Frank Hugh O'Donnell (also Frank Hugh O'Cahan O'Donnell), born Francis Hugh MacDonald (9 October 1846 – 2 November 1916) was an Irish writer, journalist and nationalist politician.

==Early life==
O'Donnell was born in an army barracks in Devon, England, where his father, Sergeant Bernard MacDonald, was stationed. His mother, Mary Kain, was a native of Ballybane, close to Galway city in Ireland. He was educated at the Erasmus Smith School in Galway, Coláiste Iognáid (the "Jes"), and later enrolled in Queen's College Galway, where he studied English literature, history and political economy. While a student at the college, he acquired a considerable reputation as an orator, and was a frequent contributor to meetings of the college's Literary and Debating Society, of which he became vice-auditor for the 1864–1865 session.

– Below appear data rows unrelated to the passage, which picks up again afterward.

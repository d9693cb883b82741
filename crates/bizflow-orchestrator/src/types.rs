use bizflow_core::{AgentId, AgentOutput, Decision, HistoryEntry, PassKind, RevisionRequest};
use chrono::{DateTime, Utc};
use serde::{Deserialize, Serialize};
use std::collections::BTreeMap;
use std::time::Duration;
use uuid::Uuid;

/// Lifecycle status of a workflow.
#[derive(Debug, Clone, Copy, PartialEq, Eq, Hash, Serialize, Deserialize)]
#[serde(rename_all = "snake_case")]
pub enum WorkflowStatus {
    Created,
    Planning,
    AwaitingPlanApproval,
    Executing,
    AwaitingResultApproval,
    Completed,
    Failed,
    Cancelled,
}

impl WorkflowStatus {
    /// No further transition is possible.
    pub fn is_terminal(&self) -> bool {
        matches!(
            self,
            WorkflowStatus::Completed | WorkflowStatus::Failed | WorkflowStatus::Cancelled
        )
    }

    pub fn as_str(&self) -> &'static str {
        match self {
            WorkflowStatus::Created => "created",
            WorkflowStatus::Planning => "planning",
            WorkflowStatus::AwaitingPlanApproval => "awaiting_plan_approval",
            WorkflowStatus::Executing => "executing",
            WorkflowStatus::AwaitingResultApproval => "awaiting_result_approval",
            WorkflowStatus::Completed => "completed",
            WorkflowStatus::Failed => "failed",
            WorkflowStatus::Cancelled => "cancelled",
        }
    }
}

impl std::fmt::Display for WorkflowStatus {
    fn fmt(&self, f: &mut std::fmt::Formatter<'_>) -> std::fmt::Result {
        f.write_str(self.as_str())
    }
}

/// Resolution of one gate.
#[derive(Debug, Clone, Copy, PartialEq, Eq, Serialize, Deserialize)]
#[serde(rename_all = "snake_case")]
pub enum ApprovalStatus {
    Pending,
    Approved,
    Rejected,
}

/// The latest decision recorded for a gate.
#[derive(Debug, Clone, PartialEq, Serialize, Deserialize)]
pub struct ApprovalState {
    pub status: ApprovalStatus,
    pub feedback: Option<String>,
    pub request_id: Option<String>,
    pub reviewer: Option<String>,
    /// Approved with a reviewer-supplied sequence in place of the proposal.
    #[serde(default)]
    pub modified: bool,
}

impl ApprovalState {
    pub fn pending() -> Self {
        Self {
            status: ApprovalStatus::Pending,
            feedback: None,
            request_id: None,
            reviewer: None,
            modified: false,
        }
    }

    /// Approved without asking anyone (plan gate disabled).
    pub fn skipped() -> Self {
        Self {
            status: ApprovalStatus::Approved,
            feedback: Some("plan gate disabled".to_string()),
            request_id: None,
            reviewer: Some("system".to_string()),
            modified: false,
        }
    }

    /// Record a decision. A rejection that carries a modified sequence
    /// approves that sequence, so it counts as an approval.
    pub fn record(&mut self, decision: &Decision) {
        self.modified = matches!(
            decision.revision,
            Some(RevisionRequest::ModifiedSequence(_))
        );
        self.status = if decision.approved || self.modified {
            ApprovalStatus::Approved
        } else {
            ApprovalStatus::Rejected
        };
        self.feedback = decision.feedback.clone();
        self.request_id = Some(decision.request_id.clone());
        self.reviewer = Some(decision.reviewer.clone());
    }
}

/// The mutable record of one workflow.
///
/// Owned by the task driving the workflow; everyone else sees clones.
#[derive(Debug, Clone, PartialEq, Serialize, Deserialize)]
pub struct WorkflowState {
    pub workflow_id: Uuid,
    pub user_id: String,
    task_description: String,
    /// The approved sequence, or the proposal while planning.
    pub agent_sequence: Vec<AgentId>,
    /// Planner rationale for the current sequence.
    #[serde(default)]
    pub rationale: BTreeMap<AgentId, String>,
    /// Agents executed in the current pass, a subset of `agent_sequence` on
    /// targeted revisions.
    #[serde(default)]
    pub pass_agents: Vec<AgentId>,
    #[serde(default)]
    pub pass_kind: Option<PassKind>,
    /// Feedback that triggered the current pass.
    #[serde(default)]
    pub pass_feedback: Option<String>,
    /// Index into `pass_agents` of the next agent to run.
    pub current_step: usize,
    /// Executed passes so far, starting at 1 with the first pass.
    pub iteration: u32,
    pub accumulated_results: BTreeMap<AgentId, AgentOutput>,
    pub execution_history: Vec<HistoryEntry>,
    pub plan_approval: ApprovalState,
    pub result_approval: ApprovalState,
    pub status: WorkflowStatus,
    #[serde(default)]
    pub failure_reason: Option<String>,
    pub created_at: DateTime<Utc>,
    /// Start of the current pass.
    pub start_time: Option<DateTime<Utc>>,
    /// Wall-clock deadline of the current pass.
    pub deadline: Option<DateTime<Utc>>,
}

impl WorkflowState {
    pub fn new(user_id: impl Into<String>, task_description: impl Into<String>) -> Self {
        Self::restore(Uuid::new_v4(), user_id, task_description, Utc::now())
    }

    /// Rebuild the initial state of a known workflow.
    pub fn restore(
        workflow_id: Uuid,
        user_id: impl Into<String>,
        task_description: impl Into<String>,
        created_at: DateTime<Utc>,
    ) -> Self {
        Self {
            workflow_id,
            user_id: user_id.into(),
            task_description: task_description.into(),
            agent_sequence: Vec::new(),
            rationale: BTreeMap::new(),
            pass_agents: Vec::new(),
            pass_kind: None,
            pass_feedback: None,
            current_step: 0,
            iteration: 0,
            accumulated_results: BTreeMap::new(),
            execution_history: Vec::new(),
            plan_approval: ApprovalState::pending(),
            result_approval: ApprovalState::pending(),
            status: WorkflowStatus::Created,
            failure_reason: None,
            created_at,
            start_time: None,
            deadline: None,
        }
    }

    /// The task as submitted. Never changes.
    pub fn task_description(&self) -> &str {
        &self.task_description
    }

    pub fn is_terminal(&self) -> bool {
        self.status.is_terminal()
    }

    /// Set a new status and return the previous one.
    pub fn set_status(&mut self, status: WorkflowStatus) -> WorkflowStatus {
        std::mem::replace(&mut self.status, status)
    }

    /// Reset the cursor for a new pass over `agents`.
    pub fn begin_pass(
        &mut self,
        kind: PassKind,
        agents: Vec<AgentId>,
        feedback: Option<String>,
        timeout: Duration,
    ) {
        let now = Utc::now();
        self.iteration += 1;
        self.current_step = 0;
        self.pass_agents = agents;
        self.pass_kind = Some(kind);
        self.pass_feedback = feedback;
        self.result_approval = ApprovalState::pending();
        self.start_time = Some(now);
        self.deadline = chrono::Duration::from_std(timeout)
            .ok()
            .and_then(|d| now.checked_add_signed(d));
    }

    /// Record a finished step. Successful outputs overwrite the agent's
    /// previous result and advance the cursor.
    pub fn record_step(&mut self, entry: HistoryEntry, output: Option<AgentOutput>) {
        if let Some(output) = output {
            self.accumulated_results.insert(entry.agent, output);
            self.current_step += 1;
        }
        self.execution_history.push(entry);
    }

    /// History entries of one pass.
    pub fn pass_entries(&self, iteration: u32) -> impl Iterator<Item = &HistoryEntry> {
        self.execution_history
            .iter()
            .filter(move |e| e.iteration == iteration)
    }

    /// Human-readable digest of the accumulated results.
    pub fn result_summary(&self) -> String {
        let mut lines = vec![format!(
            "Iteration {}: {} agent result(s)",
            self.iteration,
            self.accumulated_results.len()
        )];
        for agent in &self.agent_sequence {
            if let Some(output) = self.accumulated_results.get(agent) {
                lines.push(format!("- {agent}: {}", output.summary));
            }
        }
        lines.join("\n")
    }
}

/// How a pass ended.
#[derive(Debug, Clone, PartialEq, Eq)]
pub enum ExecutionOutcome {
    Completed,
    Failed { agent: AgentId, error: String },
    Cancelled { last_agent: Option<AgentId> },
    TimedOut { agent: Option<AgentId>, elapsed_secs: u64 },
}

Even in his student days, O'Donnell seems to have been quick to voice his opinions, and revelled in controversy. In November 1866, addressing the Literary and Debating Society on the question "Was the character of Warren Hastings as Governor-General of India praiseworthy?", O'Donnell caused uproar by denouncing "the principle and the system which have lain at the root of the international and intercolonial policy of England, from the days when Elizabeth, the Infamous, chartered for profit two of the first ships which opened the African slave trade...". His remarks caused the chairman of the meeting, Professor Thomas Moffett, to prevent O'Donnell from continuing his speech, stating that "such an epithet ought not to be applied to any predecessor of our present gracious Queen." O'Donnell regarded such action as an unwarranted restriction on his freedom of speech, and in a letter published in the local press gave an early example of his high-flown literary style:

"I hold that Debating Societies are the nurseries of independent thought, and the training schools of sober criticism. I believe in the power and impartiality of an enlightened studenthood ... I have followed the mind of Austin. I have sat at the feet of Cairnes. I have drunk of the philosophy of Mill. I claim for Judicial Science, for Economic Science, for the Philosophy of History, a place in the discussions of our society, I pity and I scorn the formidable confederacy of fools who dare not call a spade a spade."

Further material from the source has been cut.